WHAT YOU WILL DO: Please copy exactly the lines that run from the start of the entries to the line containing "ordered by key.", inclusive.

'''

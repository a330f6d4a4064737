use std::collections::BTreeMap;

use async_trait::async_trait;
use chrono::{DateTime, Utc};
use serde_json::{json, Value};

use super::LocalService;
use crate::model::GlobalFilter;
use crate::service::error::ServiceResult;
use crate::service::StatsService;

/// `[{"<field>": key, "count": n}]`, ordered by key.
fn count_by<I, K>(field: &str, keys: I) -> Vec<Value>
where
    I: IntoIterator<Item = K>,
    K: Into<String>,
{
    let mut counts: BTreeMap<String, usize> = BTreeMap::new();
    for key in keys {
        *counts.entry(key.into()).or_default() += 1;
    }
    counts
        .into_iter()
        .map(|(key, count)| json!({ field: key, "count": count }))
        .collect()
}

fn status_counts(field: &str, flags: impl Iterator<Item = bool>) -> Vec<Value> {
    let (mut on, mut off) = (0usize, 0usize);
    for flag in flags {
        if flag {
            on += 1;
        } else {
            off += 1;
        }
    }
    vec![
        json!({ field: true, "count": on }),
        json!({ field: false, "count": off }),
    ]
}

#[async_trait]
impl StatsService for LocalService {
    async fn get_environment_stats(&self, filter: &GlobalFilter) -> ServiceResult<Vec<Value>> {
        self.record("get_environment_stats", format!("{:?}", filter))?;
        let data = self.data.read();
        Ok(count_by("environment", data.visible_hosts(filter).map(|h| h.environment.as_str())))
    }

    async fn get_type_stats(&self, filter: &GlobalFilter) -> ServiceResult<Vec<Value>> {
        self.record("get_type_stats", format!("{:?}", filter))?;
        let data = self.data.read();
        Ok(count_by("type", data.visible_hosts(filter).map(|h| h.host_type.as_str())))
    }

    async fn get_operating_system_stats(&self, filter: &GlobalFilter) -> ServiceResult<Vec<Value>> {
        self.record("get_operating_system_stats", format!("{:?}", filter))?;
        let data = self.data.read();
        Ok(count_by(
            "operatingSystem",
            data.visible_hosts(filter).map(|h| h.operating_system.as_str()),
        ))
    }

    async fn get_oracle_database_environment_stats(&self, filter: &GlobalFilter) -> ServiceResult<Vec<Value>> {
        self.record("get_oracle_database_environment_stats", format!("{:?}", filter))?;
        let data = self.data.read();
        Ok(count_by(
            "environment",
            data.visible_databases(filter).map(|(h, _)| h.environment.as_str()),
        ))
    }

    async fn get_oracle_database_version_stats(&self, filter: &GlobalFilter) -> ServiceResult<Vec<Value>> {
        self.record("get_oracle_database_version_stats", format!("{:?}", filter))?;
        let data = self.data.read();
        Ok(count_by(
            "version",
            data.visible_databases(filter).map(|(_, db)| db.version.as_str()),
        ))
    }

    async fn get_top_reclaimable_oracle_databases(&self, filter: &GlobalFilter, limit: usize) -> ServiceResult<Vec<Value>> {
        self.record(
            "get_top_reclaimable_oracle_databases",
            format!("{:?}, {:?}", filter, limit),
        )?;
        let data = self.data.read();
        let mut rows: Vec<(f64, Value)> = data
            .visible_databases(filter)
            .map(|(host, db)| {
                let reclaimable: f64 = db.segment_advisors.iter().map(|s| s.reclaimable).sum();
                (
                    reclaimable,
                    json!({ "hostname": host.hostname, "dbname": db.name, "reclaimableSegmentAdvisors": reclaimable }),
                )
            })
            .collect();
        rows.sort_by(|a, b| b.0.total_cmp(&a.0));
        Ok(rows.into_iter().take(limit).map(|(_, row)| row).collect())
    }

    async fn get_top_workload_oracle_databases(&self, filter: &GlobalFilter, limit: usize) -> ServiceResult<Vec<Value>> {
        self.record(
            "get_top_workload_oracle_databases",
            format!("{:?}, {:?}", filter, limit),
        )?;
        let data = self.data.read();
        let mut rows: Vec<(f64, Value)> = data
            .visible_databases(filter)
            .map(|(host, db)| {
                (
                    db.work,
                    json!({ "hostname": host.hostname, "dbname": db.name, "workload": db.work }),
                )
            })
            .collect();
        rows.sort_by(|a, b| b.0.total_cmp(&a.0));
        Ok(rows.into_iter().take(limit).map(|(_, row)| row).collect())
    }

    async fn get_oracle_database_patch_status_stats(
        &self,
        filter: &GlobalFilter,
        window_start: DateTime<Utc>,
    ) -> ServiceResult<Vec<Value>> {
        self.record(
            "get_oracle_database_patch_status_stats",
            format!("{:?}, {:?}", filter, window_start),
        )?;
        let data = self.data.read();
        Ok(count_by(
            "status",
            data.visible_databases(filter).map(|(_, db)| match db.psu_date {
                Some(date) if date >= window_start => "OK",
                _ => "KO",
            }),
        ))
    }

    async fn get_oracle_database_dataguard_status_stats(&self, filter: &GlobalFilter) -> ServiceResult<Vec<Value>> {
        self.record("get_oracle_database_dataguard_status_stats", format!("{:?}", filter))?;
        let data = self.data.read();
        Ok(status_counts("dataguard", data.visible_databases(filter).map(|(_, db)| db.dataguard)))
    }

    async fn get_oracle_database_rac_status_stats(&self, filter: &GlobalFilter) -> ServiceResult<Vec<Value>> {
        self.record("get_oracle_database_rac_status_stats", format!("{:?}", filter))?;
        let data = self.data.read();
        Ok(status_counts("rac", data.visible_databases(filter).map(|(_, db)| db.is_rac)))
    }

    async fn get_oracle_database_archivelog_status_stats(&self, filter: &GlobalFilter) -> ServiceResult<Vec<Value>> {
        self.record("get_oracle_database_archivelog_status_stats", format!("{:?}", filter))?;
        let data = self.data.read();
        Ok(status_counts(
            "archivelog",
            data.visible_databases(filter).map(|(_, db)| db.archivelog),
        ))
    }

    async fn get_total_exadata_memory_size_stats(&self, filter: &GlobalFilter) -> ServiceResult<f64> {
        self.record("get_total_exadata_memory_size_stats", format!("{:?}", filter))?;
        let data = self.data.read();
        Ok(data
            .visible_exadata(filter)
            .flat_map(|e| e.components.iter())
            .map(|c| c.total_memory)
            .sum())
    }

    async fn get_total_exadata_cpu_stats(&self, filter: &GlobalFilter) -> ServiceResult<Value> {
        self.record("get_total_exadata_cpu_stats", format!("{:?}", filter))?;
        let data = self.data.read();
        let (mut enabled, mut total) = (0u64, 0u64);
        for component in data.visible_exadata(filter).flat_map(|e| e.components.iter()) {
            enabled += u64::from(component.cpu_enabled);
            total += component.vms.iter().map(|vm| u64::from(vm.cpu_current)).sum::<u64>()
                .max(u64::from(component.cpu_enabled));
        }
        Ok(json!({ "enabled": enabled, "total": total }))
    }
}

'''

ANSWER TO THE PROBLEM:
repository a330f6d4a4064737
use std::collections::BTreeMap;

use async_trait::async_trait;
use chrono::{DateTime, Utc};
use serde_json::{json, Value};

use super::LocalService;
use crate::model::GlobalFilter;
use crate::service::error::ServiceResult;
use crate::service::StatsService;

/// `[{"<field>": key, "count": n}]`, ordered by key.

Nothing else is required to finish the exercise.